Tuesday, 8 July 2014

Denali and Fairbanks

Leaving Anchorage for Denali was by the McKinley Explorer - a double-decker glass domed train which took eight hours for the trip. We had breakfast and lunch on board and a very entertaining 'host' kept us
entertained along the way. We were impressed that this man was 78yo and he said he just enjoyed working - and as a train host he felt it was a party each trip. The scenery was spectacular along the way and remained so for the three days we were in the Denali Park. The NP strictly controlled development within their area, but just across the road it was designated 'Preserved Park' and commercial shops and businesses abound.

The Park with its lodges was beautifully designed and laid out. Everything - tours, etc - operated from the central Chalet and shuttle buses ran every 10 minutes or so around the many accommodation blocks. Our first excursion was an 8 hour afternoon Tundra Wilderness coach trip up into the mountains and on through the tundra. Again the scenery was just wonderful and we wondered if we might be among the 30% of visitors who get to see Mt McKinley (aka Denali). Usually as it is so huge it creates its own climate and so mostly it is covered with mist and impossible to see. When we finally got close enough, there it was! She kindly lifted her misty skirt for us but modestly kept her peak under wraps. My photo really doesn't do it justice.

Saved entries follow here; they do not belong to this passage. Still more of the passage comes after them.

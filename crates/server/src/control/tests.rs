// BSD 3-Clause License
// Copyright (c) 2026, Virtual Cable S.L.
// All rights reserved.
//
// Redistribution and use in source and binary forms, with or without
// modification, are permitted provided that the following conditions are met:
//
// 1. Redistributions of source code must retain the above copyright notice,
//    this list of conditions and the following disclaimer.
//
// 2. Redistributions in binary form must reproduce the above copyright notice,
//    this list of conditions and the following disclaimer in the documentation
//    and/or other materials provided with the distribution.
//
// 3. Neither the name of the copyright holder nor the names of its contributors
//    may be used to endorse or promote products derived from this software
//    without specific prior written permission.
//
// THIS SOFTWARE IS PROVIDED BY THE COPYRIGHT HOLDERS AND CONTRIBUTORS "AS IS"
// AND ANY EXPRESS OR IMPLIED WARRANTIES, INCLUDING, BUT NOT LIMITED TO, THE
// IMPLIED WARRANTIES OF MERCHANTABILITY AND FITNESS FOR A PARTICULAR PURPOSE ARE
// DISCLAIMED. IN NO EVENT SHALL THE COPYRIGHT HOLDER OR CONTRIBUTORS BE LIABLE
// FOR ANY DIRECT, INDIRECT, INCIDENTAL, SPECIAL, EXEMPLARY, OR CONSEQUENTIAL
// DAMAGES (INCLUDING, BUT NOT LIMITED TO, PROCUREMENT OF SUBSTITUTE GOODS OR
// SERVICES; LOSS OF USE, DATA, OR PROFITS; OR BUSINESS INTERRUPTION) HOWEVER
// CAUSED AND ON ANY THEORY OF LIABILITY, WHETHER IN CONTRACT, STRICT LIABILITY,
// OR TORT (INCLUDING NEGLIGENCE OR OTHERWISE) ARISING IN ANY WAY OUT OF THE USE
// OF THIS SOFTWARE, EVEN IF ADVISED OF THE POSSIBILITY OF SUCH DAMAGE.

// Authors: Adolfo Gómez, dkmaster at dkmon dot com
use super::*;

use serde_json::json;

use shared::action::ActionStatus;

use crate::server::Server;
use crate::testing::{Events, test_options, wait_for_log_len};
use crate::types::TypeHandler;

async fn control_server(configure: impl FnOnce(&mut crate::server::ServerOptions)) -> (Server, String) {
    shared::log::setup_logging("debug", shared::log::LogType::Test);
    let mut options = test_options();
    options.control_secret = Some("secret".to_string());
    options.control_port = 0; // ephemeral, tests run in parallel
    configure(&mut options);
    let server = Server::new(options).unwrap();
    let addr = server.serve_control().await.unwrap();
    (server, format!("http://{}", addr))
}

#[tokio::test]
async fn test_status_needs_no_auth() {
    let (_server, url) = control_server(|_| {}).await;
    let response = reqwest::get(format!("{}/status", url)).await.unwrap();
    assert_eq!(response.status(), 200);
    assert_eq!(response.text().await.unwrap(), "OK");
}

#[tokio::test]
async fn test_backend_action_is_added() {
    let (server, url) = control_server(|_| {}).await;
    let response = reqwest::Client::new()
        .post(&url)
        .json(&json!({
            "version": 4,
            "secret": "secret",
            "commands": [["action", {"type": "users/renamed", "userId": "10"}, {"id": "1 10:uuid 0", "time": 1}]]
        }))
        .send()
        .await
        .unwrap();
    assert_eq!(response.status(), 200);

    wait_for_log_len(&server, 1).await;
    let (action, meta) = server.log().by_id("1 10:uuid 0").await.unwrap();
    assert_eq!(action.kind, "users/renamed");
    // Unknown to this node, so the pipeline must not process it again
    assert_eq!(meta.status, Some(ActionStatus::Processed));
    assert_eq!(meta.custom.get("backend"), Some(&json!("127.0.0.1")));
}

#[tokio::test]
async fn test_known_type_keeps_waiting_status() {
    let (server, url) = control_server(|_| {}).await;
    server.add_type(
        "users/renamed",
        TypeHandler::new(|_, _, _| async { Ok(true) }).with_process(|_, _, _| async { Ok(()) }),
    );
    reqwest::Client::new()
        .post(&url)
        .json(&json!({
            "version": 4,
            "secret": "secret",
            "commands": [["action", {"type": "users/renamed"}, {"id": "1 10:uuid 0", "time": 1}]]
        }))
        .send()
        .await
        .unwrap();

    wait_for_log_len(&server, 2).await; // action + its logux/processed ack
    assert!(server.log().has("1 10:uuid 0").await);
}

#[tokio::test]
async fn test_wrong_secret_is_rejected() {
    let (server, url) = control_server(|_| {}).await;
    let mut events = Events::subscribe(&server);
    let response = reqwest::Client::new()
        .post(&url)
        .json(&json!({"version": 4, "secret": "nope", "commands": []}))
        .send()
        .await
        .unwrap();
    assert_eq!(response.status(), 403);
    assert!(!response.text().await.unwrap().contains("secret"));
    events.wait_for("wrongControlSecret").await;
    assert!(server.log().entries().await.is_empty());
}

#[tokio::test]
async fn test_wrong_source_ip_is_rejected() {
    let (server, url) = control_server(|options| {
        options.control_mask = "10.0.0.0/8".to_string();
    })
    .await;
    let mut events = Events::subscribe(&server);
    let response = reqwest::Client::new()
        .post(&url)
        .json(&json!({"version": 4, "secret": "secret", "commands": []}))
        .send()
        .await
        .unwrap();
    assert_eq!(response.status(), 403);
    events.wait_for("wrongControlIp").await;
}

#[tokio::test]
async fn test_malformed_command_is_bad_request() {
    let (_server, url) = control_server(|_| {}).await;
    let response = reqwest::Client::new()
        .post(&url)
        .json(&json!({"version": 4, "secret": "secret", "commands": [["action"]]}))
        .send()
        .await
        .unwrap();
    assert_eq!(response.status(), 400);
}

Along the way we kept a look out for the animals of the park - caribou, reindeer, dall sheep, moose, ground squirrel, ptarmigan and bear. Apparently bears are the most elusive and halfway through the trip, Peter spotted one. Everyone was thrilled, but we were in luck and spotted another four. So very lucky to see such a good lot of animals in the wild. We arrived back at 9.30pm very satisfied. It rarely gets dark here at this time of the year with sunset around midnight then a twilight until sunrise a few hours later.

Next day, I decided I needed to see a doctor for this rotten head cold that has once more descended on me. The NP clinic were very efficient and warned us that the consultation could cost about $300. Gulping (through my very sore throat) I agreed and soon a doctor was there assessing my condition and prescribing some medication to help. The bill eventually came to a whopping $377 - which we'll claim back from our travel insurance later on.

Our last excursion was the Husky Homestead tour which was a visit to the home of Iditarod champion, Jeff King and hearing all about that incredible race of around 998 miles held each year and of the many dogs and puppies that he breeds and trains. In summer, the dogs 'rest' and the females breed and look after their pups, but even so all dogs were eager to be hooked up for a trial run. The very young puppies were very cute and there were no shortage of visitors eager for a cuddle.

We sadly left Denali and travelled about four hours by coach to Fairbanks. Our excursion here was to the old gold diggings (Fairbanks' gold rush began in 1901). It was very well presented but began first of all with an explanation of the massive Alaska PipeLine under which we walked to get to the small train taking us through to the diggings with an entertaining commentary and a little music from an old time conductor. We had a gold panning demonstration and were then let loose with a pan and a bag of gravel to try for ourselves. Peter and I didn't do too badly and had our panning skills complimented. The gold we found sadly will not pay for the trip but was weighed up and valued at $49US.

We planned a further look around Fairbanks next morning as we were due to fly by charter plane to Dawson City in Canada in the early afternoon. However this wasn't to be as later that night we were advised that the chartered plane had developed engine trouble and so we would be flying in much smaller turbo prop Hawkers - and leaving early morning. All went smoothly, though, and the flight - although noisy - brought us safely to Dawson City and the easiest Immigration/Customs which we've ever experienced.